King of the Lombards
- Reign: August 759 – June 774
- Predecessor: Desiderius
- Successor: Charlemagne
- Born: c. 740
- Died: 788
- House: Lombardy
- Father: Desiderius

= Adalgis =

Lombard prince

Adalgis or Adelchis (c. 740 – 788) was an associate king of the Lombards from August 759, reigning with his father, Desiderius, until their deposition in June 774. He is also remembered today as the hero of the play Adelchi (1822) by Alessandro Manzoni.

== Biography ==
Adalgis was the son of Desiderius and his wife Ansa. He was associated with his father in the kingship in August 759. In Desiderius' attempts to rekindle an alliance between the Lombards and Carolingians he proposed that Adalgis should marry Charlemagne's sister Gisela. Bachrach has suggested that this proposal was to undermine the Carolingian's relationship with the papacy.

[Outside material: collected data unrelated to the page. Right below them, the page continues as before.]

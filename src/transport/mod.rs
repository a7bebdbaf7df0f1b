pub mod sockjs;
pub mod websocket;

#[cfg(test)]
pub(crate) mod fake;

use anyhow::Result;
use async_trait::async_trait;
use reqwest::Url;
use serde::{Deserialize, Serialize};

use sockjs::SockJsTransport;
use websocket::WebSocketTransport;

/// A bidirectional text channel carrying STOMP data.
#[async_trait]
pub trait Transport: Send {
    async fn send(&mut self, data: String) -> Result<()>;

    /// Receive the next chunk of text. A chunk may hold any part of one or more STOMP
    /// frames. Returns `None` once the peer has closed the channel.
    async fn recv(&mut self) -> Result<Option<String>>;

    async fn close(&mut self) -> Result<()>;
}

#[async_trait]
impl<T: Transport + ?Sized> Transport for Box<T> {
    async fn send(&mut self, data: String) -> Result<()> {
        (**self).send(data).await
    }

    async fn recv(&mut self) -> Result<Option<String>> {
        (**self).recv().await
    }

    async fn close(&mut self) -> Result<()> {
        (**self).close().await
    }
}

/// Opens transports to a fixed endpoint.
#[async_trait]
pub trait Connector: Send + Sync {
    fn endpoint(&self) -> String;

    async fn open(&self) -> Result<Box<dyn Transport>>;
}

#[derive(Debug, Clone, Copy, PartialEq, Eq, Serialize, Deserialize)]
pub enum TransportKind {
    /// SockJS framing over its WebSocket transport, what a SockJS server endpoint serves.
    #[serde(rename = "sockjs")]
    SockJs,
    /// STOMP directly over a WebSocket.
    #[serde(rename = "websocket")]
    WebSocket,
}

pub struct WsConnector {
    url: Url,
    kind: TransportKind,
}

impl WsConnector {
    pub fn new(url: Url, kind: TransportKind) -> Self {
        Self { url, kind }
    }

    /// The value for the STOMP `host` header.
    pub fn host(&self) -> String {
        self.url.host_str().unwrap_or("localhost").to_string()
    }
}

#[async_trait]
impl Connector for WsConnector {
    fn endpoint(&self) -> String {
        self.url.to_string()
    }

    async fn open(&self) -> Result<Box<dyn Transport>> {
        Ok(match self.kind {
            TransportKind::SockJs => Box::new(SockJsTransport::connect(&self.url).await?),
            TransportKind::WebSocket => Box::new(WebSocketTransport::connect(&self.url).await?),
        })
    }
}
//! Per-dataset change rules.
//!
//! Each rule is a pure function of the previous table, the current table, a
//! facility id and a [`DiffContext`]. Rules never look at each other's output
//! and only produce events for facilities that have rows in the current table.

pub mod deficiencies;
pub mod event;
pub mod latest;
pub mod penalties;
pub mod provider;
pub mod qrp;
pub mod rules;
pub mod vbp;

use chrono::NaiveDate;

use crate::dataset::{Ccn, Dataset, Snapshot, Table};

pub use event::{sort_by_severity, Event, EventKind, Severity};

#[derive(Debug, Clone, Copy, PartialEq, Eq)]
pub struct DiffContext {
    /// Reference date for "still active" checks.
    pub as_of: NaiveDate,
}

impl DiffContext {
    pub fn new(as_of: NaiveDate) -> Self {
        Self { as_of }
    }
}

pub type DiffRule = fn(&Table, &Table, &Ccn, &DiffContext) -> Vec<Event>;

pub const RULES: [(Dataset, DiffRule); 5] = [
    (Dataset::Penalties, penalties::diff_penalties),
    (Dataset::Deficiencies, deficiencies::diff_deficiencies),
    (Dataset::ProviderInfo, provider::diff_provider_info),
    (Dataset::SnfQrp, qrp::diff_snf_qrp),
    (Dataset::SnfVbp, vbp::diff_snf_vbp),
];

/// Without a previous snapshot no rule runs and the result is empty.
pub fn detect_changes(
    previous: Option<&Snapshot>,
    current: &Snapshot,
    ccn: &Ccn,
    ctx: &DiffContext,
) -> Vec<Event> {
    let Some(previous) = previous else {
        return Vec::new();
    };
    let mut events = Vec::new();
    for (dataset, rule) in RULES {
        events.extend(rule(previous.table(dataset), current.table(dataset), ccn, ctx));
    }
    sort_by_severity(&mut events);
    events
}
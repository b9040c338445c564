use chrono::{DateTime, Utc};
use serde::{Deserialize, Serialize};
use tracing::{info, warn};

use crate::alert::rules::AlertPolicy;
use crate::alert::sink::AlertSink;
use crate::dataset::Ccn;
use crate::detect::{Event, Severity};
use crate::report::FacilityReport;

#[derive(Debug, Clone, Serialize, Deserialize, PartialEq)]
pub struct AlertEvent {
    pub ccn: Ccn,
    pub severity: Severity,
    pub title: String,
    pub body: String,
    pub events: Vec<Event>,
    pub raised_at: DateTime<Utc>,
}

pub fn evaluate_alerts(reports: &[FacilityReport], policy: &AlertPolicy) -> Vec<AlertEvent> {
    let raised_at = Utc::now();
    reports
        .iter()
        .filter_map(|report| {
            let events: Vec<Event> = report
                .events
                .iter()
                .filter(|event| policy.admits(event))
                .cloned()
                .collect();
            // Events are already severity-sorted, so the first is the worst.
            let severity = events.first()?.severity;
            let header = &report.header;
            let title = format!(
                "{} (CCN {}): {} change{}",
                header.display_name(),
                header.ccn,
                events.len(),
                if events.len() == 1 { "" } else { "s" }
            );
            let body = events
                .iter()
                .map(|event| format!("[{}] {}", event.severity.as_str().to_uppercase(), event.message))
                .collect::<Vec<_>>()
                .join("\n");
            Some(AlertEvent {
                ccn: header.ccn.clone(),
                severity,
                title,
                body,
                events,
                raised_at,
            })
        })
        .collect()
}

/// Returns the number of successful deliveries; failures are only logged.
pub async fn dispatch_alerts(alerts: &[AlertEvent], sinks: &[Box<dyn AlertSink>]) -> usize {
    let mut delivered = 0;
    for alert in alerts {
        for sink in sinks {
            match sink.send(alert).await {
                Ok(()) => delivered += 1,
                Err(err) => warn!("failed sending alert for {} via {}: {err:#}", alert.ccn, sink.name()),
            }
        }
    }
    info!("delivered {delivered} alert messages");
    delivered
}

#[cfg(test)]
mod tests {
    use std::sync::Mutex;

    use anyhow::Result;
    use async_trait::async_trait;
    use serde_json::Value;

    use super::*;
    use crate::detect::EventKind;
    use crate::report::FacilityHeader;

    fn report(ccn: &str, severities: &[Severity]) -> FacilityReport {
        let mut header = FacilityHeader::bare(ccn.parse().expect("valid ccn"));
        header.provider_name = Some("Maple Grove".to_string());
        FacilityReport {
            header,
            events: severities
                .iter()
                .map(|s| Event::new(EventKind::Staffing, *s, format!("{s} event"), Value::Null))
                .collect(),
        }
    }

    #[test]
    fn one_alert_per_facility_with_admitted_events() {
        let reports = vec![
            report("012345", &[Severity::High, Severity::Warn, Severity::Info]),
            report("455682", &[Severity::Info]),
            report("675791", &[]),
        ];
        let alerts = evaluate_alerts(&reports, &AlertPolicy::default());
        assert_eq!(alerts.len(), 1);
        let alert = &alerts[0];
        assert_eq!(alert.ccn.as_str(), "012345");
        assert_eq!(alert.severity, Severity::High);
        assert_eq!(alert.events.len(), 2);
        assert_eq!(alert.title, "Maple Grove (CCN 012345): 2 changes");
        assert_eq!(alert.body, "[HIGH] high event\n[WARN] warn event");
    }

    struct RecordingSink {
        fail: bool,
        seen: Mutex<Vec<Ccn>>,
    }

    #[async_trait]
    impl AlertSink for RecordingSink {
        fn name(&self) -> &'static str {
            "recording"
        }

        async fn send(&self, event: &AlertEvent) -> Result<()> {
            if self.fail {
                anyhow::bail!("sink down");
            }
            self.seen.lock().expect("lock").push(event.ccn.clone());
            Ok(())
        }
    }

    #[test]
    fn failing_sink_does_not_stop_delivery() {
        let alerts = evaluate_alerts(
            &[report("012345", &[Severity::Warn])],
            &AlertPolicy::default(),
        );
        let sinks: Vec<Box<dyn AlertSink>> = vec![
            Box::new(RecordingSink {
                fail: true,
                seen: Mutex::new(Vec::new()),
            }),
            Box::new(RecordingSink {
                fail: false,
                seen: Mutex::new(Vec::new()),
            }),
        ];
        let delivered = tokio_test::block_on(dispatch_alerts(&alerts, &sinks));
        assert_eq!(delivered, 1);
    }
}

When in 773 the Lombard kingdom was invaded by Charlemagne, the king of the Franks, Desiderius stayed in Pavia, the capital, where he unsuccessfully resisted a siege. Adalgis instead took refuge in Verona, where he sheltered the widow and children of Charlemagne's younger brother, Carloman I, who had entered an Italian monastery after abdicating the kingship. Even before the fall of Pavia, when the Frankish army approached Verona, Adalgis did not resist. He escaped to Constantinople, where he was received by the Eastern Roman emperor Constantine V, who raised him to the patriciate.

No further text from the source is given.